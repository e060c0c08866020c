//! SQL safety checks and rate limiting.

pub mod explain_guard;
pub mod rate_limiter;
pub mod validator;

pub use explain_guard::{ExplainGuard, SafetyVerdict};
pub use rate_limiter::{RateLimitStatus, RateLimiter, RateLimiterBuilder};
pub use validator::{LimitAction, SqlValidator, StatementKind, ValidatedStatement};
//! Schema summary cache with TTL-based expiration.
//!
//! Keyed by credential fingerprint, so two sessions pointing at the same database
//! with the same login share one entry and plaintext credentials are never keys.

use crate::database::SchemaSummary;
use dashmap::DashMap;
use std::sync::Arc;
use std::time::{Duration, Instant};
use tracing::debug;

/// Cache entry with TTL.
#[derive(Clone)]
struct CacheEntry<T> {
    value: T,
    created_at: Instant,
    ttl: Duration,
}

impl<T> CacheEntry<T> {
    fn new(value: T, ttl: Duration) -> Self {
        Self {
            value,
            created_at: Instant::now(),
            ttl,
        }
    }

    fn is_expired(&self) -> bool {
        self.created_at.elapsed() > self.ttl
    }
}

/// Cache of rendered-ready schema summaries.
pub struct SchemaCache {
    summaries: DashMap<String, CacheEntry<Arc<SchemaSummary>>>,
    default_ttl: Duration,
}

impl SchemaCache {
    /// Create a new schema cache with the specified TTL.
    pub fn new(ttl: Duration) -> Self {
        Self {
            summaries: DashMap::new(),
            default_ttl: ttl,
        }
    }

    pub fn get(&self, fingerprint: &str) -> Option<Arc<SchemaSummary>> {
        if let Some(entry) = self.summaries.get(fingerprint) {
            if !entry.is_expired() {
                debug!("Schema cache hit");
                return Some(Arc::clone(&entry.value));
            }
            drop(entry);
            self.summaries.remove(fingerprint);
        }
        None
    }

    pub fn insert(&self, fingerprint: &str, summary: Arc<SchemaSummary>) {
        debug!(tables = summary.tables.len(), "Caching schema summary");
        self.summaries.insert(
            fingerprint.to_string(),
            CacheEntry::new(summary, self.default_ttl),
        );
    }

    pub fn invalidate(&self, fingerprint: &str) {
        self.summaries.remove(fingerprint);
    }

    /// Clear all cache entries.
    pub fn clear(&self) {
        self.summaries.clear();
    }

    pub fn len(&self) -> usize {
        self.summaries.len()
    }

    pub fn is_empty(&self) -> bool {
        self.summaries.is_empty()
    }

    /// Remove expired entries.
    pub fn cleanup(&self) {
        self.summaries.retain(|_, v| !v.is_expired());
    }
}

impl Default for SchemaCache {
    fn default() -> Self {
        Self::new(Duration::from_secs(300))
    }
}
• • • • • • •
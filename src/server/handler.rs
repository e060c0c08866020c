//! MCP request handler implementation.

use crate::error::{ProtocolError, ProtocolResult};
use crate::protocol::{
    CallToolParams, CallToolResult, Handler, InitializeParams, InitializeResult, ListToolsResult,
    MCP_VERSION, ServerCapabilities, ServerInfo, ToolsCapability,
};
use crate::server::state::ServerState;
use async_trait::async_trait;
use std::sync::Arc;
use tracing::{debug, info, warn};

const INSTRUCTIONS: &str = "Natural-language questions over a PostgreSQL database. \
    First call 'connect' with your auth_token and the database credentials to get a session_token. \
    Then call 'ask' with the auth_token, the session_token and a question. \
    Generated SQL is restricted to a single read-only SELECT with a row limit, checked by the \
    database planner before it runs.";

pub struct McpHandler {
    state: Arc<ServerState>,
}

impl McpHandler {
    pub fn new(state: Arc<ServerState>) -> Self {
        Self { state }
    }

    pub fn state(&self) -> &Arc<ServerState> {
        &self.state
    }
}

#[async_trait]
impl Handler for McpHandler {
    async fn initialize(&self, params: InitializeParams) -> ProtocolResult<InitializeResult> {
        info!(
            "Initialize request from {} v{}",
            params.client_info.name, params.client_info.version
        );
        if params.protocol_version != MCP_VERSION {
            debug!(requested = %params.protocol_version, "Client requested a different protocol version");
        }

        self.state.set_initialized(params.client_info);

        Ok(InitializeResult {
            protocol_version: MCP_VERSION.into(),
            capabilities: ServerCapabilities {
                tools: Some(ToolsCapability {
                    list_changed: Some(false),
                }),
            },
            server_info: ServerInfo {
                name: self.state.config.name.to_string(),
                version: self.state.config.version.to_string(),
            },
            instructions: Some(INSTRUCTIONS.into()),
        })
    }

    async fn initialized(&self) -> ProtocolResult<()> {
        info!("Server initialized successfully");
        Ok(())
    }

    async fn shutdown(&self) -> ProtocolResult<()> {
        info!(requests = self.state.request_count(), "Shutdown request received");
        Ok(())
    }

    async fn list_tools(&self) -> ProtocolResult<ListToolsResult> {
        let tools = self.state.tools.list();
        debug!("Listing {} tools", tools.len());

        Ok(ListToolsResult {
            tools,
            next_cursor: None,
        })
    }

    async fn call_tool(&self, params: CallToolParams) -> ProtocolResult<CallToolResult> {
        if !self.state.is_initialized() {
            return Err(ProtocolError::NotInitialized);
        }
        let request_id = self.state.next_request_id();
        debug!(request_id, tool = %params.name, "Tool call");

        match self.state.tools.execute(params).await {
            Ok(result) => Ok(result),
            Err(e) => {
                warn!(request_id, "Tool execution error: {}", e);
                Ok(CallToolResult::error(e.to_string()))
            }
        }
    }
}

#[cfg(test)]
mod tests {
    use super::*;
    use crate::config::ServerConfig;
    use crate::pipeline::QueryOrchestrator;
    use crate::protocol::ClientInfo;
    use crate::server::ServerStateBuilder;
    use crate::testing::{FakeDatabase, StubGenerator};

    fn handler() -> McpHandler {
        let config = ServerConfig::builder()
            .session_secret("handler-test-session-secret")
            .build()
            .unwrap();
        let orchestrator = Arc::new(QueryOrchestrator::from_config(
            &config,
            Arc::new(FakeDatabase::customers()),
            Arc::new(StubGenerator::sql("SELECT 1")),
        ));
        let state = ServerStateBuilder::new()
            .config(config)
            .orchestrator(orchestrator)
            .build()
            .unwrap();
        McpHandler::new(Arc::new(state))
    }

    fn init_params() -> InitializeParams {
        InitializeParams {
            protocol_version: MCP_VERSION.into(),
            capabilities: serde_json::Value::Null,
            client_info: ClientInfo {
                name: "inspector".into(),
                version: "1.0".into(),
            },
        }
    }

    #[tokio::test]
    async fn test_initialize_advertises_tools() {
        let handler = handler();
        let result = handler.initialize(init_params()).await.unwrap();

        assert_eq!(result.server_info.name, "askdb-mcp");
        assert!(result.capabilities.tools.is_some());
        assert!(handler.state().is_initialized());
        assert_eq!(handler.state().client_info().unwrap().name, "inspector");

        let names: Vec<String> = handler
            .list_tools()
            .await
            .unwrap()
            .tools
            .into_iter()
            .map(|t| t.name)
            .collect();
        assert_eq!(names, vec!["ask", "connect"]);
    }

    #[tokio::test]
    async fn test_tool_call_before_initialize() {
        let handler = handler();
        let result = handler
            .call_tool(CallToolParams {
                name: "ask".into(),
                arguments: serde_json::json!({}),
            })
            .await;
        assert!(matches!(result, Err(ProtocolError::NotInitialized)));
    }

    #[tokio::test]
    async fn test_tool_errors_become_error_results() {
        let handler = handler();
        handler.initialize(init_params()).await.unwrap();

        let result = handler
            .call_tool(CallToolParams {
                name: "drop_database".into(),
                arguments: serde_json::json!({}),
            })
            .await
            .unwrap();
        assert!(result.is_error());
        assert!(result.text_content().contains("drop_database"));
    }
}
• • • • • • •
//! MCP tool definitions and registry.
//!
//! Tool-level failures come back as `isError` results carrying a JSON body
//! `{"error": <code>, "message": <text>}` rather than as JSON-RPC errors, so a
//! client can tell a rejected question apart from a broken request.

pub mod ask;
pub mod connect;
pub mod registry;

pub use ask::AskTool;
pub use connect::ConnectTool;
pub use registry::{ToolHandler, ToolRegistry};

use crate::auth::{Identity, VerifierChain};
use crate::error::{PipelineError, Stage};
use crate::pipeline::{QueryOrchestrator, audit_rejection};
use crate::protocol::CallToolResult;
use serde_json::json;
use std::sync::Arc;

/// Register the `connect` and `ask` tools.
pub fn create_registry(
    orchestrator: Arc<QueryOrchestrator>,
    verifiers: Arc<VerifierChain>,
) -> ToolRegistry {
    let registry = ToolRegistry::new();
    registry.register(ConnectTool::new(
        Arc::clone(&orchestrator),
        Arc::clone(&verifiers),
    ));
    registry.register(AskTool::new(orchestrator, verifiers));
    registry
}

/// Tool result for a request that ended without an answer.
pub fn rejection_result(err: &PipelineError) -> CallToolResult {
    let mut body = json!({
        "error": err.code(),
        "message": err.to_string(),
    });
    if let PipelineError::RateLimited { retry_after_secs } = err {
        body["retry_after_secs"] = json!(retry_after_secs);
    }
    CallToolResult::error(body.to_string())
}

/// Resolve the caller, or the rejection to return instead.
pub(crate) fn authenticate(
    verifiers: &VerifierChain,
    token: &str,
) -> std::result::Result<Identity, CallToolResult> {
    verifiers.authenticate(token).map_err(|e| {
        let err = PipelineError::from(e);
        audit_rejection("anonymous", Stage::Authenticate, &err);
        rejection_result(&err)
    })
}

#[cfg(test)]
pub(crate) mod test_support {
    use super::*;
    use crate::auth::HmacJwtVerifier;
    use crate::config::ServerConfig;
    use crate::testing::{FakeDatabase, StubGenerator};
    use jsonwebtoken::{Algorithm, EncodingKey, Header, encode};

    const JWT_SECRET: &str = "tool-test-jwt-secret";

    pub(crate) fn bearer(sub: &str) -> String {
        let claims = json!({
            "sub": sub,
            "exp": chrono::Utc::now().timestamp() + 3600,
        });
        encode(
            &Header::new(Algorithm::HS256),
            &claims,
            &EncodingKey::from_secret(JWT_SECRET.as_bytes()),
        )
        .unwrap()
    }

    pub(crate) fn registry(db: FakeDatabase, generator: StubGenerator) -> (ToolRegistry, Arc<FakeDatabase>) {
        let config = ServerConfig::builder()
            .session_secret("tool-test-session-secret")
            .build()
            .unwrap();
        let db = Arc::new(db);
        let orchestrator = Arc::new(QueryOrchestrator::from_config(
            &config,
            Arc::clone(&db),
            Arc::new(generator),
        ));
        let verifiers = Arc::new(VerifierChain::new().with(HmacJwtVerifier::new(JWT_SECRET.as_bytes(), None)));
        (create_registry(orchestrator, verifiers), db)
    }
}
• • • • • • •
▶ Work task
Go through the entries above and report every line in which the word "bool" appears.

▶ Answer
    fn is_expired(&self) -> bool {
    pub fn is_empty(&self) -> bool {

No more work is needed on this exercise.